## What the exercise asks
Go over the records and copy every line with the string "llunit".

## Information shown
^^^^^^^^^^^^^^^^

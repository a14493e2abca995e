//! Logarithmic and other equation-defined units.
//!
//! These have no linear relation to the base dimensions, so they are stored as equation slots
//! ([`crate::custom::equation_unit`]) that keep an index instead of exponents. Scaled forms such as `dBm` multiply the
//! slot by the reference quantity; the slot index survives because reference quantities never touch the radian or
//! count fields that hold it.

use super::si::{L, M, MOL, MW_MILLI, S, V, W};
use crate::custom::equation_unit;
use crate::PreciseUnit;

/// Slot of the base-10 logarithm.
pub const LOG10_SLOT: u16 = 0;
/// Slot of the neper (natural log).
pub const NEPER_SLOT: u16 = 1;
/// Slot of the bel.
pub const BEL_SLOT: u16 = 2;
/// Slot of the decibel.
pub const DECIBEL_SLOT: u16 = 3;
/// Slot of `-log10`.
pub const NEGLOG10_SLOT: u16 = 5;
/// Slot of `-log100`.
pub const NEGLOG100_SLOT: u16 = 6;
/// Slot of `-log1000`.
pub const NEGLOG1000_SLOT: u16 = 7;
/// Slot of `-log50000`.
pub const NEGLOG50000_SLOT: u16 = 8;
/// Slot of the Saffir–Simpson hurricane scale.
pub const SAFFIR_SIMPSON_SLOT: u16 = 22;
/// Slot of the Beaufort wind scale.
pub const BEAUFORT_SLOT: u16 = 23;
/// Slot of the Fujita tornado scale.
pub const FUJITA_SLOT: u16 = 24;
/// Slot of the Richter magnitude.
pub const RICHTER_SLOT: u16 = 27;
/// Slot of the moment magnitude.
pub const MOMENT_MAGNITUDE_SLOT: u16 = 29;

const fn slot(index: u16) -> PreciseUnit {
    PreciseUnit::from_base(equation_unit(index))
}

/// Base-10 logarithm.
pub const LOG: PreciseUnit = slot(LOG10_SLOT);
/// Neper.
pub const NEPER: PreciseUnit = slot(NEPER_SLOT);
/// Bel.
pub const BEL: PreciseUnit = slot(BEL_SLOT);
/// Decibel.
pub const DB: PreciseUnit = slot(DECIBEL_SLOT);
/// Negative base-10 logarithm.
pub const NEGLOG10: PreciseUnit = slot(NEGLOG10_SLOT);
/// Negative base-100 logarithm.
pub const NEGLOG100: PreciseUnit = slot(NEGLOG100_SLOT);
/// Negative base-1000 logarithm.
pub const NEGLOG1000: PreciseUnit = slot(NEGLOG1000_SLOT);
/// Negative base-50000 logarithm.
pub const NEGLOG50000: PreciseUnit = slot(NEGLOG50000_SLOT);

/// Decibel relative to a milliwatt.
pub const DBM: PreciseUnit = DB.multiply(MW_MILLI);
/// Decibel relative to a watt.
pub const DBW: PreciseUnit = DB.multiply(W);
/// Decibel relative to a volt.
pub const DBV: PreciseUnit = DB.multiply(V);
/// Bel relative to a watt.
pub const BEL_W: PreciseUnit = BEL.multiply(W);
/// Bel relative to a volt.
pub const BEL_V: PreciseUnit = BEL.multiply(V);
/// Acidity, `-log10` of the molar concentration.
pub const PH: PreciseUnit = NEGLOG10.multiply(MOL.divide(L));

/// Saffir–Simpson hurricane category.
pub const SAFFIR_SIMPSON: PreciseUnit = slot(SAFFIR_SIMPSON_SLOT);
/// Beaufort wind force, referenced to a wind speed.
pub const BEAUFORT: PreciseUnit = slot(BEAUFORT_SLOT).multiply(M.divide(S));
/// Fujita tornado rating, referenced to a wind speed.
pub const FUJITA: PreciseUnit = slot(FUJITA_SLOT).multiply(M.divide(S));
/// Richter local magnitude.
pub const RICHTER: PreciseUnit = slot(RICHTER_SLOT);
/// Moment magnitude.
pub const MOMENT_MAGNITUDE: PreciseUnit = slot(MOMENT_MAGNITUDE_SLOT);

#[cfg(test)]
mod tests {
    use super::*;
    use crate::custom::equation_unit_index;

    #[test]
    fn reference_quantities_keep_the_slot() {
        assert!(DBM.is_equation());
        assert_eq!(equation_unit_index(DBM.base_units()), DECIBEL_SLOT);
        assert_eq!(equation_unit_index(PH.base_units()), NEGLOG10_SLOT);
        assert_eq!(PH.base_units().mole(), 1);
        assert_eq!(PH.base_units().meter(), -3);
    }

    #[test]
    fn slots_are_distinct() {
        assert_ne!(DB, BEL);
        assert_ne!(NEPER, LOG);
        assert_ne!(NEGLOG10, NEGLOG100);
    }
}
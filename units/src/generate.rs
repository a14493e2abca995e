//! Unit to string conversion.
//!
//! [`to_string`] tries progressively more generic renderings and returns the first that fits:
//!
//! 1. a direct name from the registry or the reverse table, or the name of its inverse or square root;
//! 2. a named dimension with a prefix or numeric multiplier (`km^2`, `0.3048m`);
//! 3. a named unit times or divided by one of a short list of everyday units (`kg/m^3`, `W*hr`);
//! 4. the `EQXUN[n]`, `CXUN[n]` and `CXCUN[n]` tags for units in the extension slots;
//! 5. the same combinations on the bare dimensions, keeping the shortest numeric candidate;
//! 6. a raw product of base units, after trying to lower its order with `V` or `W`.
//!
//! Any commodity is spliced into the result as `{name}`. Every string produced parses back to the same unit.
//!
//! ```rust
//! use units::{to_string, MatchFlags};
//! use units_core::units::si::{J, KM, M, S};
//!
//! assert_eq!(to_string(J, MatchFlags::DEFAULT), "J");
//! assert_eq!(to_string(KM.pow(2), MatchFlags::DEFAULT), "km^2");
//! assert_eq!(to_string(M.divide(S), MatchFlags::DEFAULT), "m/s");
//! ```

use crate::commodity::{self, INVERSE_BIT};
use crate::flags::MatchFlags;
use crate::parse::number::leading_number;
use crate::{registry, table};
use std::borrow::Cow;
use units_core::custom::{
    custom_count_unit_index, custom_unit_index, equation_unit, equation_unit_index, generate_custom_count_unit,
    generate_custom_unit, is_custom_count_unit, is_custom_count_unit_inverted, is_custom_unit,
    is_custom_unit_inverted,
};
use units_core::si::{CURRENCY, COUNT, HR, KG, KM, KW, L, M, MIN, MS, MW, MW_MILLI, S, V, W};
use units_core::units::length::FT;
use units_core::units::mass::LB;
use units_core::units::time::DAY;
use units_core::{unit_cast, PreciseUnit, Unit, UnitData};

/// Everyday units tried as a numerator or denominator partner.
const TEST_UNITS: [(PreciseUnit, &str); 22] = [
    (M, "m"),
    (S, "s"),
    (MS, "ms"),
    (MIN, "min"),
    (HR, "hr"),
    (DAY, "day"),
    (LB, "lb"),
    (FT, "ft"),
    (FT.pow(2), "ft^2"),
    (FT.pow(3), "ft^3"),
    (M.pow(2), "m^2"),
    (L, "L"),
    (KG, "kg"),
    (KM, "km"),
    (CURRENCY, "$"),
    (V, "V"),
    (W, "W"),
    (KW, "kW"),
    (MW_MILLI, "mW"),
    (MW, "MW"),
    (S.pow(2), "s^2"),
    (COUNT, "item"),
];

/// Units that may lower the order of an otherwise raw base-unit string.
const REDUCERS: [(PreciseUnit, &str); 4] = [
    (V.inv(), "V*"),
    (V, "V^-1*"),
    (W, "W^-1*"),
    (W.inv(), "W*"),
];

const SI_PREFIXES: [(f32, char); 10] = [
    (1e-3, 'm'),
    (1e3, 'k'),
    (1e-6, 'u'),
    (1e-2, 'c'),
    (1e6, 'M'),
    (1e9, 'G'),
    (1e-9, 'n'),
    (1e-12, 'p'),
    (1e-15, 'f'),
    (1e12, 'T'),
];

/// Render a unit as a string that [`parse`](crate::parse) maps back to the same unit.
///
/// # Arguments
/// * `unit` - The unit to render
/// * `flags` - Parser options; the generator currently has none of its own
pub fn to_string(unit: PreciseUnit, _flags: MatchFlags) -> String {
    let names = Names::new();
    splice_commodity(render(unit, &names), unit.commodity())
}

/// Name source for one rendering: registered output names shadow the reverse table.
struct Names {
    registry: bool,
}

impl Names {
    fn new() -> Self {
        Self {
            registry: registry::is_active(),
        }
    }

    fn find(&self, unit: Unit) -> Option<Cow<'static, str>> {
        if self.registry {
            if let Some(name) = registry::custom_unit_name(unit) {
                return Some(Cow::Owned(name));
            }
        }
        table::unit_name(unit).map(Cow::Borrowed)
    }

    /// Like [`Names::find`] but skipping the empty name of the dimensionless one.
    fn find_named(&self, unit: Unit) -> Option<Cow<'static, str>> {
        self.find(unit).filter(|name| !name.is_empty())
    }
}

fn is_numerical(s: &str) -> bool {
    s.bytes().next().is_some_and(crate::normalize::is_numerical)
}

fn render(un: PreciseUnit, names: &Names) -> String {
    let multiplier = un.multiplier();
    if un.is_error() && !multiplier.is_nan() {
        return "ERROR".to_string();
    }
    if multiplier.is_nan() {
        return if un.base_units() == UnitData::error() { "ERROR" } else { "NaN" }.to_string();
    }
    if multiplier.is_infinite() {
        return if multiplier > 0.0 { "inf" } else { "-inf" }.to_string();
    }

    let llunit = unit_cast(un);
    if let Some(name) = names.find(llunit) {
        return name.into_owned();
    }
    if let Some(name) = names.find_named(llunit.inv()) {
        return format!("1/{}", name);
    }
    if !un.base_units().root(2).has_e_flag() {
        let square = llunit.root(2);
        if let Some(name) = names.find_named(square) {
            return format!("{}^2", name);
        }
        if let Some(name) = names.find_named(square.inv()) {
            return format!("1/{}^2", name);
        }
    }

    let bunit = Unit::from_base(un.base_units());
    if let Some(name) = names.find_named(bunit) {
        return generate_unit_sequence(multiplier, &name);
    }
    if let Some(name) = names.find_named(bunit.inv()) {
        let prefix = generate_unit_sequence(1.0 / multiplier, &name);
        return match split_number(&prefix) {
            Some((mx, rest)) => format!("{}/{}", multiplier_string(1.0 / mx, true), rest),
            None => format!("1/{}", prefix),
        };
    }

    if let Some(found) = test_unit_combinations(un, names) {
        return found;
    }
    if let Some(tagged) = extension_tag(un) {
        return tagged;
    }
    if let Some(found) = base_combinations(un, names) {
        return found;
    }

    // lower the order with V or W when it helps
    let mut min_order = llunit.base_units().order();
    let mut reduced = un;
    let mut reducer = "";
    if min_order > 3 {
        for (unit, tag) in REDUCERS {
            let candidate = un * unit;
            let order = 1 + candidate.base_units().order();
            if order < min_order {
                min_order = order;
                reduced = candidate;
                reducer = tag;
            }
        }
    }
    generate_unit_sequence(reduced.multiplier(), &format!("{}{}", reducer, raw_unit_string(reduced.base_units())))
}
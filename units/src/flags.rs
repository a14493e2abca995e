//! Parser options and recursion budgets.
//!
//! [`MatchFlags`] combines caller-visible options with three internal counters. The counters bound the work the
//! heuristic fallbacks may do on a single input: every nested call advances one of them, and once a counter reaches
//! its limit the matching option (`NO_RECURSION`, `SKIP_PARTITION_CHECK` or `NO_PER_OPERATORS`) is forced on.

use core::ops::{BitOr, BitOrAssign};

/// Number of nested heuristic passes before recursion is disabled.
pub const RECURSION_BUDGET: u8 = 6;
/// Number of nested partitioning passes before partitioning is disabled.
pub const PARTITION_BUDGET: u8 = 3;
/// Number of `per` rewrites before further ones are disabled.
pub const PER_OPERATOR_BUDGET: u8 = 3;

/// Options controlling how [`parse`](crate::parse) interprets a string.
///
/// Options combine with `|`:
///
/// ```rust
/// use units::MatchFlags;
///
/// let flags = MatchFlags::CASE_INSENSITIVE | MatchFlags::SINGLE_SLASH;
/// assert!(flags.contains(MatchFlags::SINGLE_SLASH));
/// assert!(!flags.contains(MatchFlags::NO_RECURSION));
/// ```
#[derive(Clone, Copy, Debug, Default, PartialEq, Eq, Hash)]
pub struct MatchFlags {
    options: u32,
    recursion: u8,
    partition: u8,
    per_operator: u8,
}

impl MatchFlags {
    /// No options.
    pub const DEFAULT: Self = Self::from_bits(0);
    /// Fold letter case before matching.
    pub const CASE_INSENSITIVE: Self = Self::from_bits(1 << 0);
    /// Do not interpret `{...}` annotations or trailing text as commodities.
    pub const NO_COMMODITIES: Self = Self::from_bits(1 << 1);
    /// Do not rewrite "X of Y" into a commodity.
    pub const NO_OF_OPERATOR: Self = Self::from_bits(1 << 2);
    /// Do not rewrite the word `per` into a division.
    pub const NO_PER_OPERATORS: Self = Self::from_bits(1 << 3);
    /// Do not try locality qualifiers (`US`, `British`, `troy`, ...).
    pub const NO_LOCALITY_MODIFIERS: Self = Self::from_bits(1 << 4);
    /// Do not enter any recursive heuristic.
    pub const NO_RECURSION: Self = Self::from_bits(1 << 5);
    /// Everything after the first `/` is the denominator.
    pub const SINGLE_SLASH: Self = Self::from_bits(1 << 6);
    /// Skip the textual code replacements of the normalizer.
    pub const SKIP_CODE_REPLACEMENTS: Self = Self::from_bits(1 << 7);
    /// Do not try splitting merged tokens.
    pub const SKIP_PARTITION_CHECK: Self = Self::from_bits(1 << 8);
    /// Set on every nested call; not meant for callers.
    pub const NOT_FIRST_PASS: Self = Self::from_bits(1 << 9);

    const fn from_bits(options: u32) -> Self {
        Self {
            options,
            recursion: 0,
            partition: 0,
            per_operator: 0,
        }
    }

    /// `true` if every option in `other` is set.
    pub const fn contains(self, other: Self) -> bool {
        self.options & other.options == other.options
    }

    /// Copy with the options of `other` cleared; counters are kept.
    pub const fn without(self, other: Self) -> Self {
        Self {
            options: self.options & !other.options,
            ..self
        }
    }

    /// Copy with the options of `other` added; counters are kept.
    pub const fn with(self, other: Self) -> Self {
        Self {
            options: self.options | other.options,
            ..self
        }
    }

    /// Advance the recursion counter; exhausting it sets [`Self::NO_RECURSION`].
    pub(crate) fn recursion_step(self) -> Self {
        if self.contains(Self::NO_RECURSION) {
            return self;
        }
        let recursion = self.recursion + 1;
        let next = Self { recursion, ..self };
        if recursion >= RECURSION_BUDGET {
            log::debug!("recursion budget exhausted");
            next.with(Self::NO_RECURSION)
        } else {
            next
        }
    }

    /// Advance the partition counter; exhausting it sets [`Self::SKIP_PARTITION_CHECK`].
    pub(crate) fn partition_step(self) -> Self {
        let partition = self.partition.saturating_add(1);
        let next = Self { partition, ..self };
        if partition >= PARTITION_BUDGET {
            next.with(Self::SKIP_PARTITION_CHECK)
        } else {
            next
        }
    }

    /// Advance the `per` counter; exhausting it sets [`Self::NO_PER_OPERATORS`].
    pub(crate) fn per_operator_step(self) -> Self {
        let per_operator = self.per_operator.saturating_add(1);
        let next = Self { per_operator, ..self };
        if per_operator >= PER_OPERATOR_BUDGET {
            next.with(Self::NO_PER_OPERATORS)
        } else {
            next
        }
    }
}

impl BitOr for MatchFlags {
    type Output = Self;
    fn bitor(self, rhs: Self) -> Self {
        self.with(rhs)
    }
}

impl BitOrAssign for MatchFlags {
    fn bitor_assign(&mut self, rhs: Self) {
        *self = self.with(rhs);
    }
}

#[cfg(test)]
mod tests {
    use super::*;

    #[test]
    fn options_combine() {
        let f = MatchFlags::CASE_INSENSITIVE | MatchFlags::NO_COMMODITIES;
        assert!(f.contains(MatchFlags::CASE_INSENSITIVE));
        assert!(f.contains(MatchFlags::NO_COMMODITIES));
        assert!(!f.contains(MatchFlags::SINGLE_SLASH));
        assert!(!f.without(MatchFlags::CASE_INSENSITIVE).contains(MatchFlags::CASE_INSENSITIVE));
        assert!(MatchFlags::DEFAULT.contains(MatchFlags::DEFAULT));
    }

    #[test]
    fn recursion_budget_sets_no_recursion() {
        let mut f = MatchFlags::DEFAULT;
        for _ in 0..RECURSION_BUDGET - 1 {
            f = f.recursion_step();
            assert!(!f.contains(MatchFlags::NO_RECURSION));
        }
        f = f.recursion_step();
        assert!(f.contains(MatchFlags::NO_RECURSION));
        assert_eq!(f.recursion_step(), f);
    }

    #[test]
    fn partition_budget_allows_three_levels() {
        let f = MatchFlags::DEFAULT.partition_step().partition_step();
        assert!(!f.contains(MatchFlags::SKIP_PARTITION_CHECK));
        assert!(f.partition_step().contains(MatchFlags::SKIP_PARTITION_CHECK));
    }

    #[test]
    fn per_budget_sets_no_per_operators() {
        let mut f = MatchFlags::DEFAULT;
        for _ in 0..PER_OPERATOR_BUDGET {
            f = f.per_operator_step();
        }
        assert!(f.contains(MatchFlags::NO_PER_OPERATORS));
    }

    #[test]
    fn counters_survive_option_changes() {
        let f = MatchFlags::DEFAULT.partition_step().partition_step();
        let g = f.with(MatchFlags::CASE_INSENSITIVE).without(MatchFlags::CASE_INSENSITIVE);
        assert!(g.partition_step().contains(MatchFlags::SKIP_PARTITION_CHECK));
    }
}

^^^^^^^^^^^^^^^^

## Answer area
    let llunit = unit_cast(un);
    if let Some(name) = names.find(llunit) {
    if let Some(name) = names.find_named(llunit.inv()) {
        let square = llunit.root(2);
    let mut min_order = llunit.base_units().order();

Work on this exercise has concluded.